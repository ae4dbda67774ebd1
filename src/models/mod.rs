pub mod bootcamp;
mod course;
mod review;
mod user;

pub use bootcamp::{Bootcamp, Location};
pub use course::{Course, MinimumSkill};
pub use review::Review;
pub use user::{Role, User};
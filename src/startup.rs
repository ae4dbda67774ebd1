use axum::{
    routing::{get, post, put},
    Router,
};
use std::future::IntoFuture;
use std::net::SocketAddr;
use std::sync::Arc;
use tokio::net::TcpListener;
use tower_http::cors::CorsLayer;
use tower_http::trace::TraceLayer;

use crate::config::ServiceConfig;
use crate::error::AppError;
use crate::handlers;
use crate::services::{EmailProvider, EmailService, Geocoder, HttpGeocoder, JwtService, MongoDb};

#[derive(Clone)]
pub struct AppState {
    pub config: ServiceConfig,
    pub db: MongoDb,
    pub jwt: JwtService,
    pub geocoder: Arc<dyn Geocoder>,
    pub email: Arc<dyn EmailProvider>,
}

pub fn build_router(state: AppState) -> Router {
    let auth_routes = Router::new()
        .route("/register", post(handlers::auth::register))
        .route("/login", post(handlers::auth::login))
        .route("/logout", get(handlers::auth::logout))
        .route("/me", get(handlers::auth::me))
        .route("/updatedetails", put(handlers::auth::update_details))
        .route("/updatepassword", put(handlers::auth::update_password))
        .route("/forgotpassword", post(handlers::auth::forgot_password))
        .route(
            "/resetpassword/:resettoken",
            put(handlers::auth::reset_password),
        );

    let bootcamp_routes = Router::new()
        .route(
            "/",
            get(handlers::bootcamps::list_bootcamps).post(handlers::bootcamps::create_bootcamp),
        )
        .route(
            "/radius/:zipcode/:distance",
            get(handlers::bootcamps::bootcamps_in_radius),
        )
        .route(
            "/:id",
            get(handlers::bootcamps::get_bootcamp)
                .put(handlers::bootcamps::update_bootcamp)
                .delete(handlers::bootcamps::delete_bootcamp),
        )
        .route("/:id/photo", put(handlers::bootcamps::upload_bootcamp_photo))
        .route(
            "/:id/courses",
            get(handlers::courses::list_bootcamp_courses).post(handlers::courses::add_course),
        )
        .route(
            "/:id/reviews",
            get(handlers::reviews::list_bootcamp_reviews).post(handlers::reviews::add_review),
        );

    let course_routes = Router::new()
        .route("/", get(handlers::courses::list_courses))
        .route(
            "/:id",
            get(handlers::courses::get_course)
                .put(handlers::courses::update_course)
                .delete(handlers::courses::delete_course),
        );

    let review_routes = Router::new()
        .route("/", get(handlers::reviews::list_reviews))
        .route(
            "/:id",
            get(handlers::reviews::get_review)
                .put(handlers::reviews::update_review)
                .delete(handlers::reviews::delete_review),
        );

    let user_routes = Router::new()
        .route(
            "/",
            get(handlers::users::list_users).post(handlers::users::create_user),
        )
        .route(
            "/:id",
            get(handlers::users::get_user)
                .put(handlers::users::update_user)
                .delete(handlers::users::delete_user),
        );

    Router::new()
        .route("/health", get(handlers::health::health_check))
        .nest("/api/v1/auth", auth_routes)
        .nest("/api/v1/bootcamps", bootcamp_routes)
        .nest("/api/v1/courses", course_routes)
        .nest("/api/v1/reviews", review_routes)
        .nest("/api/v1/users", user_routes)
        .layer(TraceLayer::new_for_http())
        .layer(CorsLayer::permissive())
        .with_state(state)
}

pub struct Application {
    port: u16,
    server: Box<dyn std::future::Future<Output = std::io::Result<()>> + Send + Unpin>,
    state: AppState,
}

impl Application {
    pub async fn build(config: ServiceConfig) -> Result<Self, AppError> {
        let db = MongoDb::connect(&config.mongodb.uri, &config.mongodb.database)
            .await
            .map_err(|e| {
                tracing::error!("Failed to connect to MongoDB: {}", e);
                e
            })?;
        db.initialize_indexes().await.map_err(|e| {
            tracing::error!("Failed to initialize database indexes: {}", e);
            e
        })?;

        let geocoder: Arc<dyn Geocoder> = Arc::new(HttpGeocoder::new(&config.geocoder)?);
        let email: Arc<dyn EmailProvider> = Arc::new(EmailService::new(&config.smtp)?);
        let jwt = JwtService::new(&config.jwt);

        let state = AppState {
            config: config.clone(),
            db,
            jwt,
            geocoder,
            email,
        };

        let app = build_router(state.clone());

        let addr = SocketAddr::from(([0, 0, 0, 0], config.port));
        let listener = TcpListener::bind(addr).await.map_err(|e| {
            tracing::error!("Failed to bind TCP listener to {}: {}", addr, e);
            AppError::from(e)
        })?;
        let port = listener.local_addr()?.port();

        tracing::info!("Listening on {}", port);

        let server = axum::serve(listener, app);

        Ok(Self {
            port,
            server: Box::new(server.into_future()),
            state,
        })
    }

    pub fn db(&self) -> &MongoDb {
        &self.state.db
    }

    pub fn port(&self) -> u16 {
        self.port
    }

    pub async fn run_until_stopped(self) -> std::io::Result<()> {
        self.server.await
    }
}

__Problem statement__. Across the listing above, in how many lines does the string "HttpGeocoder" occur? Give the number only.

__Result of this exercise__. 2